> **Task prompt**
The entries follow. Please return all of them exactly.

> **Collected data entries**

____

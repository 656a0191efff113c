use std::sync::mpsc::Receiver;
use std::sync::Arc;
use std::time::{Duration, Instant};

use bon::Builder;
use pixels::{Pixels, SurfaceTexture};
use rusttype::Font;
use tracing::{info, warn};
use winit::dpi::LogicalSize;
use winit::event::{Event, WindowEvent};
use winit::event_loop::{ControlFlow, EventLoop};
use winit::window::WindowBuilder;

use crate::color::Color;
use crate::config::ProgressOptions;
use crate::geometry::{MeasureSpec, Rect};
use crate::raster::PixelCanvas;
use crate::widget::RingProgress;

/// Updates another thread can push to a widget shown in a window.
#[derive(Debug, Clone)]
pub enum ProgressCommand {
    SetProgress(i32),
    SetMaxProgress(i32),
    SetText(String),
    Configure(ProgressOptions),
}

#[derive(Debug, Clone, Builder)]
pub struct WindowConfig {
    #[builder(default = "Ring Progress".to_string(), into)]
    pub title: String,
    /// Logical width; the widget's measured width when unset.
    pub width: Option<f32>,
    /// Logical height; the widget's measured height when unset.
    pub height: Option<f32>,
    #[builder(default = 60.0)]
    pub max_framerate: f64,
    #[builder(default = Color::BLACK)]
    pub background_color: Color,
    /// TrueType/OpenType bytes used for the label. No label without it.
    pub font_data: Option<Vec<u8>>,
}

impl Default for WindowConfig {
    fn default() -> Self {
        Self::builder().build()
    }
}

impl WindowConfig {
    /// Minimum time between two redraws.
    pub fn frame_duration(&self) -> Result<Duration, WindowError> {
        let invalid = WindowError::InvalidFramerate(self.max_framerate);
        if !(self.max_framerate.is_finite() && self.max_framerate > 0.0) {
            return Err(invalid);
        }
        Duration::try_from_secs_f64(1.0 / self.max_framerate).map_err(|_| invalid)
    }
}

#[derive(Debug, thiserror::Error)]
pub enum WindowError {
    #[error("font data could not be parsed")]
    InvalidFont,
    #[error("max framerate must be a positive finite value, got {0}")]
    InvalidFramerate(f64),
    #[error(transparent)]
    EventLoop(#[from] winit::error::EventLoopError),
    #[error(transparent)]
    Os(#[from] winit::error::OsError),
    #[error(transparent)]
    Pixels(#[from] pixels::Error),
}

/// Applies one command, logging and dropping it if the widget rejects it.
pub fn apply_command(widget: &mut RingProgress, command: ProgressCommand) {
    let result = match command {
        ProgressCommand::SetProgress(value) => widget.set_progress(value),
        ProgressCommand::SetMaxProgress(value) => widget.set_max_progress(value),
        ProgressCommand::SetText(text) => widget.set_text(text),
        ProgressCommand::Configure(options) => widget.configure(options),
    };
    if let Err(err) = result {
        warn!(error = %err, "ignoring ring progress command");
    }
}

/// How long the event loop may sleep after handling pending work.
///
/// A deferred repaint wakes the loop when the frame budget allows it. An idle
/// widget fed by a channel is polled once per frame; without a channel only
/// window events can change anything.
fn next_control_flow(
    now: Instant,
    last_frame: Instant,
    frame_duration: Duration,
    repaint_pending: bool,
    polling_commands: bool,
) -> ControlFlow {
    if repaint_pending {
        ControlFlow::WaitUntil((last_frame + frame_duration).max(now))
    } else if polling_commands {
        ControlFlow::WaitUntil(now + frame_duration)
    } else {
        ControlFlow::Wait
    }
}

/// Drains pending commands without blocking.
pub fn apply_pending(widget: &mut RingProgress, receiver: &Receiver<ProgressCommand>) {
    while let Ok(command) = receiver.try_recv() {
        apply_command(widget, command);
    }
}

pub fn show(widget: RingProgress, config: WindowConfig) -> Result<(), WindowError> {
    run_window(widget, config, None)
}

pub fn show_with_commands(
    widget: RingProgress,
    config: WindowConfig,
    receiver: Receiver<ProgressCommand>,
) -> Result<(), WindowError> {
    run_window(widget, config, Some(receiver))
}

fn run_window(
    mut widget: RingProgress,
    config: WindowConfig,
    receiver: Option<Receiver<ProgressCommand>>,
) -> Result<(), WindowError> {
    let frame_duration = config.frame_duration()?;
    let font = match config.font_data {
        Some(ref data) => {
            Some(Font::try_from_vec(data.clone()).ok_or(WindowError::InvalidFont)?)
        }
        None => None,
    };
    if font.is_none() {
        warn!("no font configured, the label will not be drawn");
    }

    let intrinsic = widget.measure(MeasureSpec::Unconstrained, MeasureSpec::Unconstrained);
    let logical_width = config.width.unwrap_or(intrinsic.width);
    let logical_height = config.height.unwrap_or(intrinsic.height);

    let event_loop = EventLoop::new()?;
    let window = WindowBuilder::new()
        .with_title(&config.title)
        .with_inner_size(LogicalSize::new(
            logical_width as f64,
            logical_height as f64,
        ))
        .build(&event_loop)?;

    let window = Arc::new(window);
    let window_clone = window.clone();

    let size = window.inner_size();
    let mut fb_width = size.width as usize;
    let mut fb_height = size.height as usize;
    let mut scale = window.scale_factor() as f32;
    let surface_texture = SurfaceTexture::new(size.width, size.height, &window);
    let mut pixels = Pixels::new(size.width, size.height, surface_texture)?;

    info!(
        width = logical_width,
        height = logical_height,
        scale,
        "showing ring progress window"
    );

    let mut last_frame = Instant::now();

    event_loop.run(move |event, window_target| {
        match event {
            Event::WindowEvent { event, .. } => match event {
                WindowEvent::CloseRequested => {
                    window_target.exit();
                }
                WindowEvent::Resized(new_size) => {
                    if new_size.width == 0 || new_size.height == 0 {
                        return;
                    }
                    fb_width = new_size.width as usize;
                    fb_height = new_size.height as usize;
                    if let Err(err) = pixels.resize_buffer(new_size.width, new_size.height) {
                        warn!(error = %err, "failed to resize frame buffer");
                    }
                    if let Err(err) = pixels.resize_surface(new_size.width, new_size.height) {
                        warn!(error = %err, "failed to resize surface");
                    }
                    window_clone.request_redraw();
                }
                WindowEvent::ScaleFactorChanged { scale_factor, .. } => {
                    scale = scale_factor as f32;
                    window_clone.request_redraw();
                }
                WindowEvent::RedrawRequested => {
                    widget.take_repaint_request();

                    let bounds = Rect::new(
                        0.0,
                        0.0,
                        fb_width as f32 / scale,
                        fb_height as f32 / scale,
                    );
                    let mut canvas =
                        PixelCanvas::new(pixels.frame_mut(), fb_width, fb_height).with_scale(scale);
                    if let Some(ref font) = font {
                        canvas = canvas.with_font(font);
                    }
                    canvas.clear(config.background_color);
                    widget.draw(&mut canvas, bounds);

                    if let Err(err) = pixels.render() {
                        warn!(error = %err, "failed to present frame");
                        window_target.exit();
                    }
                }
                _ => {}
            },
            Event::AboutToWait => {
                if let Some(ref receiver) = receiver {
                    apply_pending(&mut widget, receiver);
                }
                // the request stays pending until the frame budget allows a redraw
                let now = Instant::now();
                if now.duration_since(last_frame) >= frame_duration
                    && widget.take_repaint_request()
                {
                    window_clone.request_redraw();
                    last_frame = now;
                }
                window_target.set_control_flow(next_control_flow(
                    now,
                    last_frame,
                    frame_duration,
                    widget.repaint_requested(),
                    receiver.is_some(),
                ));
            }
            _ => {}
        }
    })?;

    Ok(())
}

____

> **Written answer**
repository 656a0191efff113c
use std::sync::mpsc::Receiver;
use std::sync::Arc;
use std::time::{Duration, Instant};

use bon::Builder;
use pixels::{Pixels, SurfaceTexture};
use rusttype::Font;
use tracing::{info, warn};
use winit::dpi::LogicalSize;
use winit::event::{Event, WindowEvent};
use winit::event_loop::{ControlFlow, EventLoop};
use winit::window::WindowBuilder;

use crate::color::Color;
use crate::config::ProgressOptions;
use crate::geometry::{MeasureSpec, Rect};
use crate::raster::PixelCanvas;
use crate::widget::RingProgress;

/// Updates another thread can push to a widget shown in a window.
#[derive(Debug, Clone)]
pub enum ProgressCommand {
    SetProgress(i32),
    SetMaxProgress(i32),
    SetText(String),
    Configure(ProgressOptions),
}

#[derive(Debug, Clone, Builder)]
pub struct WindowConfig {
    #[builder(default = "Ring Progress".to_string(), into)]
    pub title: String,
    /// Logical width; the widget's measured width when unset.
    pub width: Option<f32>,
    /// Logical height; the widget's measured height when unset.
    pub height: Option<f32>,
    #[builder(default = 60.0)]
    pub max_framerate: f64,
    #[builder(default = Color::BLACK)]
    pub background_color: Color,
    /// TrueType/OpenType bytes used for the label. No label without it.
    pub font_data: Option<Vec<u8>>,
}

impl Default for WindowConfig {
    fn default() -> Self {
        Self::builder().build()
    }
}

impl WindowConfig {
    /// Minimum time between two redraws.
    pub fn frame_duration(&self) -> Result<Duration, WindowError> {
        let invalid = WindowError::InvalidFramerate(self.max_framerate);
        if !(self.max_framerate.is_finite() && self.max_framerate > 0.0) {
            return Err(invalid);
        }
        Duration::try_from_secs_f64(1.0 / self.max_framerate).map_err(|_| invalid)
    }
}

#[derive(Debug, thiserror::Error)]
pub enum WindowError {
    #[error("font data could not be parsed")]
    InvalidFont,
    #[error("max framerate must be a positive finite value, got {0}")]
    InvalidFramerate(f64),
    #[error(transparent)]
    EventLoop(#[from] winit::error::EventLoopError),
    #[error(transparent)]
    Os(#[from] winit::error::OsError),
    #[error(transparent)]
    Pixels(#[from] pixels::Error),
}

/// Applies one command, logging and dropping it if the widget rejects it.
pub fn apply_command(widget: &mut RingProgress, command: ProgressCommand) {
    let result = match command {
        ProgressCommand::SetProgress(value) => widget.set_progress(value),
        ProgressCommand::SetMaxProgress(value) => widget.set_max_progress(value),
        ProgressCommand::SetText(text) => widget.set_text(text),
        ProgressCommand::Configure(options) => widget.configure(options),
    };
    if let Err(err) = result {
        warn!(error = %err, "ignoring ring progress command");
    }
}

/// How long the event loop may sleep after handling pending work.
///
/// A deferred repaint wakes the loop when the frame budget allows it. An idle
/// widget fed by a channel is polled once per frame; without a channel only
/// window events can change anything.
fn next_control_flow(
    now: Instant,
    last_frame: Instant,
    frame_duration: Duration,
    repaint_pending: bool,
    polling_commands: bool,
) -> ControlFlow {
    if repaint_pending {
        ControlFlow::WaitUntil((last_frame + frame_duration).max(now))
    } else if polling_commands {
        ControlFlow::WaitUntil(now + frame_duration)
    } else {
        ControlFlow::Wait
    }
}

/// Drains pending commands without blocking.
pub fn apply_pending(widget: &mut RingProgress, receiver: &Receiver<ProgressCommand>) {
    while let Ok(command) = receiver.try_recv() {
        apply_command(widget, command);
    }
}

pub fn show(widget: RingProgress, config: WindowConfig) -> Result<(), WindowError> {
    run_window(widget, config, None)
}

pub fn show_with_commands(
    widget: RingProgress,
    config: WindowConfig,
    receiver: Receiver<ProgressCommand>,
) -> Result<(), WindowError> {
    run_window(widget, config, Some(receiver))
}

fn run_window(
    mut widget: RingProgress,
    config: WindowConfig,
    receiver: Option<Receiver<ProgressCommand>>,
) -> Result<(), WindowError> {
    let frame_duration = config.frame_duration()?;
    let font = match config.font_data {
        Some(ref data) => {
            Some(Font::try_from_vec(data.clone()).ok_or(WindowError::InvalidFont)?)
        }
        None => None,
    };
    if font.is_none() {
        warn!("no font configured, the label will not be drawn");
    }

    let intrinsic = widget.measure(MeasureSpec::Unconstrained, MeasureSpec::Unconstrained);
    let logical_width = config.width.unwrap_or(intrinsic.width);
    let logical_height = config.height.unwrap_or(intrinsic.height);

    let event_loop = EventLoop::new()?;
    let window = WindowBuilder::new()
        .with_title(&config.title)
        .with_inner_size(LogicalSize::new(
            logical_width as f64,
            logical_height as f64,
        ))
        .build(&event_loop)?;

    let window = Arc::new(window);
    let window_clone = window.clone();

    let size = window.inner_size();
    let mut fb_width = size.width as usize;
    let mut fb_height = size.height as usize;
    let mut scale = window.scale_factor() as f32;
    let surface_texture = SurfaceTexture::new(size.width, size.height, &window);
    let mut pixels = Pixels::new(size.width, size.height, surface_texture)?;

    info!(
        width = logical_width,
        height = logical_height,
        scale,
        "showing ring progress window"
    );

    let mut last_frame = Instant::now();

    event_loop.run(move |event, window_target| {
        match event {
            Event::WindowEvent { event, .. } => match event {
                WindowEvent::CloseRequested => {
                    window_target.exit();
                }
                WindowEvent::Resized(new_size) => {
                    if new_size.width == 0 || new_size.height == 0 {
                        return;
                    }
                    fb_width = new_size.width as usize;
                    fb_height = new_size.height as usize;
                    if let Err(err) = pixels.resize_buffer(new_size.width, new_size.height) {
                        warn!(error = %err, "failed to resize frame buffer");
                    }
                    if let Err(err) = pixels.resize_surface(new_size.width, new_size.height) {
                        warn!(error = %err, "failed to resize surface");
                    }
                    window_clone.request_redraw();
                }
                WindowEvent::ScaleFactorChanged { scale_factor, .. } => {
                    scale = scale_factor as f32;
                    window_clone.request_redraw();
                }
                WindowEvent::RedrawRequested => {
                    widget.take_repaint_request();

                    let bounds = Rect::new(
                        0.0,
                        0.0,
                        fb_width as f32 / scale,
                        fb_height as f32 / scale,
                    );
                    let mut canvas =
                        PixelCanvas::new(pixels.frame_mut(), fb_width, fb_height).with_scale(scale);
                    if let Some(ref font) = font {
                        canvas = canvas.with_font(font);
                    }
                    canvas.clear(config.background_color);
                    widget.draw(&mut canvas, bounds);

                    if let Err(err) = pixels.render() {
                        warn!(error = %err, "failed to present frame");
                        window_target.exit();
                    }
                }
                _ => {}
            },
            Event::AboutToWait => {
                if let Some(ref receiver) = receiver {
                    apply_pending(&mut widget, receiver);
                }
                // the request stays pending until the frame budget allows a redraw
                let now = Instant::now();
                if now.duration_since(last_frame) >= frame_duration
                    && widget.take_repaint_request()
                {
                    window_clone.request_redraw();
                    last_frame = now;
                }
                window_target.set_control_flow(next_control_flow(
                    now,
                    last_frame,
                    frame_duration,
                    widget.repaint_requested(),
                    receiver.is_some(),
                ));
            }
            _ => {}
        }
    })?;

    Ok(())
}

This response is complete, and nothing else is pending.